Remember Alan Keyes? Before the cameras he was the grenade-thrower in numerous Republican debates seven years ago. Yet backstage he was collecting autographs from his opponents and seeking photographs posing with them. His speaking fees could go up after that ‘campaign’ and he was eventually picked as the substitute sacrificial lamb to be slaughtered in a Senate campaign against an Illinois Democrat named Barack Obama.

Democrat Rep. Dennis Kucinich, the loud-mouthed former Cleveland mayor who otherwise would have spent yet another day being ignored on the campaign trail, saw an opportunity for publicity in yesterday’s whispers. Four years ago he and Edwards cooperated together in the Iowa caucuses. But today Kucinich....

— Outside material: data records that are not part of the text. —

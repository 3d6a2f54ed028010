//! Local file loading operations for fingerprint rulesets.
//!
//! This module handles loading technologies from a single JSON file or a
//! directory of JSON files (the Wappalyzer `technologies/a.json` ... layout).

use std::collections::BTreeMap;
use std::path::Path;
use tokio::fs;

use crate::error_handling::RulesetError;
use crate::fingerprint::models::Technology;

use super::CATEGORIES_FILE;

fn io_error(path: &Path, source: std::io::Error) -> RulesetError {
    RulesetError::Io {
        path: path.display().to_string(),
        source,
    }
}

/// Loads technologies from a local path (handles both single file and directory).
///
/// In directory mode, unreadable or unparsable files are logged and skipped so
/// one broken file does not take down the whole ruleset. A single file must parse.
pub(crate) async fn load_from_path(
    path: &Path,
) -> Result<BTreeMap<String, Technology>, RulesetError> {
    if path.is_dir() {
        let mut all_technologies = BTreeMap::new();
        let mut entries = fs::read_dir(path).await.map_err(|e| io_error(path, e))?;

        while let Some(entry) = entries.next_entry().await.map_err(|e| io_error(path, e))? {
            let file_path = entry.path();
            if file_path.extension().and_then(|s| s.to_str()) != Some("json") {
                continue;
            }
            if file_path.file_name().and_then(|s| s.to_str()) == Some(CATEGORIES_FILE) {
                continue;
            }
            match fs::read_to_string(&file_path).await {
                Ok(content) => {
                    match serde_json::from_str::<BTreeMap<String, Technology>>(&content) {
                        Ok(techs) => all_technologies.extend(techs),
                        Err(e) => log::warn!("Failed to parse {}: {}", file_path.display(), e),
                    }
                }
                Err(e) => log::warn!("Failed to read {}: {}", file_path.display(), e),
            }
        }

        Ok(all_technologies)
    } else {
        let content = fs::read_to_string(path)
            .await
            .map_err(|e| io_error(path, e))?;
        serde_json::from_str(&content).map_err(|source| RulesetError::Parse {
            path: path.display().to_string(),
            source,
        })
    }
}

#[cfg(test)]
mod tests {
    use super::*;
    use tempfile::TempDir;

    #[tokio::test]
    async fn test_load_from_path_file_not_found() {
        let result = load_from_path(Path::new("nonexistent_file.json")).await;
        assert!(matches!(result, Err(RulesetError::Io { .. })));
    }

    #[tokio::test]
    async fn test_load_from_path_invalid_json() {
        let temp_dir = TempDir::new().expect("Failed to create temp directory");
        let file_path = temp_dir.path().join("invalid.json");
        tokio::fs::write(&file_path, b"{ invalid json }")
            .await
            .expect("Failed to write invalid JSON");

        let result = load_from_path(&file_path).await;
        assert!(matches!(result, Err(RulesetError::Parse { .. })));
    }

    #[tokio::test]
    async fn test_load_from_path_empty_file() {
        let temp_dir = TempDir::new().expect("Failed to create temp directory");
        let file_path = temp_dir.path().join("empty.json");
        tokio::fs::write(&file_path, b"{}")
            .await
            .expect("Failed to write empty JSON");

        let technologies = load_from_path(&file_path).await.expect("empty ruleset");
        assert!(technologies.is_empty());
    }

    #[tokio::test]
    async fn test_load_from_path_directory_skips_bad_files() {
        let temp_dir = TempDir::new().expect("Failed to create temp directory");
        let dir_path = temp_dir.path();

        tokio::fs::write(
            dir_path.join("w.json"),
            r#"{"WordPress": {"cats": [1], "website": "https://wordpress.org"}}"#,
        )
        .await
        .expect("Failed to write w.json");
        tokio::fs::write(
            dir_path.join("d.json"),
            r#"{"Drupal": {"cats": [1], "website": "https://drupal.org"}}"#,
        )
        .await
        .expect("Failed to write d.json");
        tokio::fs::write(dir_path.join("broken.json"), b"{ invalid json }")
            .await
            .expect("Failed to write broken.json");
        tokio::fs::write(dir_path.join(CATEGORIES_FILE), r#"{"1": "CMS"}"#)
            .await
            .expect("Failed to write categories.json");
        tokio::fs::write(dir_path.join("readme.txt"), "Not a JSON file")
            .await
            .expect("Failed to write readme.txt");

        let technologies = load_from_path(dir_path).await.expect("directory ruleset");
        assert_eq!(technologies.len(), 2);
        assert!(technologies.contains_key("WordPress"));
        assert!(technologies.contains_key("Drupal"));
    }
}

lashed out at Edwards for a ‘consistent lack of integrity’ and ‘trying to rig an election, then denying what’s going on and making excuses.’

Neither Edwards nor Clinton wants to feed any furor and give the back of the pack publicity. Edwards denied he was in favor of barring anyone from future gatherings and suggested breaking them into groups of four. Clinton said she enjoyed the forums and added very vaguely that Edwards ‘has some ideas about what he’d like to do.’

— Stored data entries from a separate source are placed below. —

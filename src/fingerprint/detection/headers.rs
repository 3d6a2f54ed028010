//! Header-based technology detection.

use std::collections::HashMap;

use crate::fingerprint::patterns::{first_match, PatternMatch};

use super::CompiledTechnology;

/// Matches a technology's header patterns against the normalized header map.
///
/// Any one header matching is enough; a header with an empty pattern only needs
/// to be present.
pub(super) fn check_headers(
    tech: &CompiledTechnology,
    headers: &HashMap<String, String>,
) -> PatternMatch {
    let mut found = PatternMatch::default();
    for (header_name, patterns) in &tech.headers {
        let Some(value) = headers.get(header_name) else {
            continue;
        };
        let result = first_match(patterns, [value.as_str()]);
        if result.version.is_some() {
            return result;
        }
        found.matched |= result.matched;
    }
    found
}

The facts are this is the first wide-open election in more than a half-century with no incumbents or heirs-apparent. That’s prompted more to get the bug. The two parties have 18 candidates out there with No. 19, Fred Thompson, set to join the fray after organizing some more and avoiding the expensive fight for another month or so. Of those 19, 17 are not going to be nominees and most of them already know it, or should. The Aug. 11 Republican straw poll in Iowa may thankfully winnow out a couple of contenders.

Television is the lifeblood of these fringe candidates. They may have a right to run and their noisy handfuls of adherents have a right to be noisy adherents. But that doesn’t obligate us to listen or preserve their delicate feelings from the hopeless political reality. Debate organizers should start immediately drawing up criteria to exclude candidates not registering, say, two percent in the polls. Raise it to three in the fall and four or five come January.

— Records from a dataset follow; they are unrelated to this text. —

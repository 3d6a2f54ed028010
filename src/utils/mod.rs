//! Shared helpers.

mod selector;

pub use selector::parse_selector_with_fallback;
//! CSS selector parsing utilities.

use scraper::Selector;

/// Parses a CSS selector with a safe fallback.
///
/// If parsing fails, logs an error and returns a selector that matches nothing
/// (`*:not(*)`). This prevents panics while allowing the code to continue.
///
/// # Arguments
///
/// * `selector_str` - The CSS selector string to parse
/// * `context` - Context description for error logging (e.g., "meta tag extraction")
pub fn parse_selector_with_fallback(selector_str: &str, context: &str) -> Selector {
    Selector::parse(selector_str).unwrap_or_else(|e| {
        log::error!(
            "Failed to parse CSS selector '{}' in {}: {}. Using fallback selector.",
            selector_str,
            context,
            e
        );
        #[allow(clippy::expect_used)]
        Selector::parse("*:not(*)").expect(
            "Fallback selector '*:not(*)' should always parse - this is a programming error",
        )
    })
}

#[cfg(test)]
mod tests {
    use super::*;
    use scraper::Html;

    #[test]
    fn test_valid_selector_matches() {
        let selector = parse_selector_with_fallback("meta[name='description']", "test");
        let doc = Html::parse_document(r#"<meta name="description" content="x">"#);
        assert_eq!(doc.select(&selector).count(), 1);
    }

    #[test]
    fn test_invalid_selector_matches_nothing() {
        let selector = parse_selector_with_fallback("meta[[[", "test");
        let doc = Html::parse_document(r#"<meta name="description" content="x">"#);
        assert_eq!(doc.select(&selector).count(), 0);
    }
}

It’s been a fun winter and spring watching these wannabes pretend to ponder a race and then jostle for position and attention. But picking a new national leader is serious business. Having them raise hands to show their positions because there’s not enough time for each to speak is a bad joke. The sooner we whittle down these cumbersome fields of candidates the better. And we don’t need to whisper that.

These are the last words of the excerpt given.